Related papers: XtracTree: a Simple and Effective Method for Regulator Validation of Bagging Methods Used in Retail Banking

XtracTree: a Simple and Effective Method for Regulator Validation of Bagging Methods Used in Retail Banking

URL: http://arxiv.org/abs/2004.02326v3
Date: Tue, 17 Aug 2021 14:31:33 GMT
Title: XtracTree: a Simple and Effective Method for Regulator Validation of Bagging Methods Used in Retail Banking
Authors: Jeremy Charlier and Vladimir Makarenkov
Abstract summary: We propose XtracTree, an algorithm capable of efficiently converting an ML bagging classifier, such as a random forest, into simple "if-then" rules.
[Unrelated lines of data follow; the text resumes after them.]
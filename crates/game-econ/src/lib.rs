#![deny(warnings)]

//! Payoff arithmetic for the round games.
//!
//! This module provides the deterministic tables behind each variant:
//! - Market-entry payoff under a capacity threshold
//! - Salary settlement and the surplus split on agreement
//! - Supplier payment and receivable collection for the cash-flow drill
//!
//! Everything here is a total function over inputs the config validators in
//! `game-core` have already admitted.

use game_core::{EntryDecision, PayTerms};
use rust_decimal::Decimal;

/// Units moved by a single sales spike.
pub const SPIKE_UNITS: u32 = 50;

/// Market-entry payoff table.
///
/// Entering pays `reward` while total entrants stay at or under `capacity`
/// and costs `loss` once the market is crowded; staying out is always worth
/// zero, whatever the rivals do.
///
/// Example:
/// let p = entry_payoff(EntryDecision::Enter, 3, 3, 100, -50);
/// assert_eq!(p, 100);
pub fn entry_payoff(
    decision: EntryDecision,
    entrants: u32,
    capacity: u32,
    reward: i64,
    loss: i64,
) -> i64 {
    match decision {
        EntryDecision::StayOut => 0,
        EntryDecision::Enter if entrants <= capacity => reward,
        EntryDecision::Enter => loss,
    }
}

/// Bilateral settlement comparator: agreement is reached iff the offer
/// covers the demand, and the deal closes at the demand.
///
/// Example:
/// let s = settlement(Decimal::new(120_000, 0), Decimal::new(100_000, 0));
/// assert_eq!(s, Some(Decimal::new(100_000, 0)));
pub fn settlement(offer: Decimal, demand: Decimal) -> Option<Decimal> {
    (offer >= demand).then_some(demand)
}

/// Employer surplus from a settled hire: value created minus the settlement.
pub fn employer_surplus(value_created: Decimal, settlement: Decimal) -> Decimal {
    value_created - settlement
}

/// Employee surplus from a settled hire: settlement over the reservation
/// wage.
pub fn employee_surplus(settlement: Decimal, reservation: Decimal) -> Decimal {
    settlement - reservation
}

/// Amount actually paid when a supplier balance is settled under the given
/// terms: a 2% discount for paying early, face value on the due date, a 2%
/// late fee for a balance that was carried.
///
/// Example:
/// let paid = supplier_payment(Decimal::new(1000, 0), PayTerms::PayNow);
/// assert_eq!(paid, Decimal::new(98_000, 2));
pub fn supplier_payment(balance: Decimal, terms: PayTerms) -> Decimal {
    let factor = match terms {
        PayTerms::PayNow => Decimal::new(98, 2),
        PayTerms::OnDueDate => Decimal::ONE,
        PayTerms::Delay => Decimal::new(102, 2),
    };
    balance * factor
}

/// Revenue from a sales spike: up to [`SPIKE_UNITS`] units move at the list
/// price. Returns `(units_sold, revenue)`.
pub fn spike_revenue(inventory: u32, unit_price: Decimal) -> (u32, Decimal) {
    let sold = inventory.min(SPIKE_UNITS);
    (sold, unit_price * Decimal::from(sold))
}

/// Rounds until receivables booked under the given credit terms convert to
/// cash. One round covers 30 days; partial rounds round up.
pub fn collection_lag_rounds(collection_days: u16) -> u32 {
    u32::from(collection_days).div_ceil(30)
}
Our experiments demonstrate that using XtracTree, one can convert an ML model into a rule-based algorithm. The proposed approach allowed our banking institution to reduce up to 50% the time of delivery of our AI solutions to the end-user.
Score: 0.0
License: http://arxiv.org/licenses/nonexclusive-distrib/1.0/
Abstract: Bootstrap aggregation, known as bagging, is one of the most popular ensemble methods used in machine learning (ML). An ensemble method is a ML method that combines multiple hypotheses to form a single hypothesis used for prediction. A bagging algorithm combines multiple classifiers modeled on different sub-samples of the same data set to build one large classifier. Banks, and their retail banking activities, are nowadays using the power of ML algorithms, including decision trees and random forests, to optimize their processes. However, banks have to comply with regulators and governance and, hence, delivering effective ML solutions is a challenging task. It starts with the bank's validation and governance department, followed by the deployment of the solution in a production environment up to the external validation of the national financial regulator. Each proposed ML model has to be validated and clear rules for every algorithm-based decision must be justified. In this context, we propose XtracTree, an algorithm capable of efficiently converting an ML bagging classifier, such as a random forest, into simple "if-then" rules satisfying the requirements of model validation. We use a public loan data set from Kaggle to illustrate the usefulness of our approach. Our experiments demonstrate that using XtracTree, one can convert an ML model into a rule-based algorithm, leading to easier model validation by national financial regulators and the bank's validation department. The proposed approach allowed our banking institution to reduce up to 50% the time of delivery of our AI solutions to the end-user.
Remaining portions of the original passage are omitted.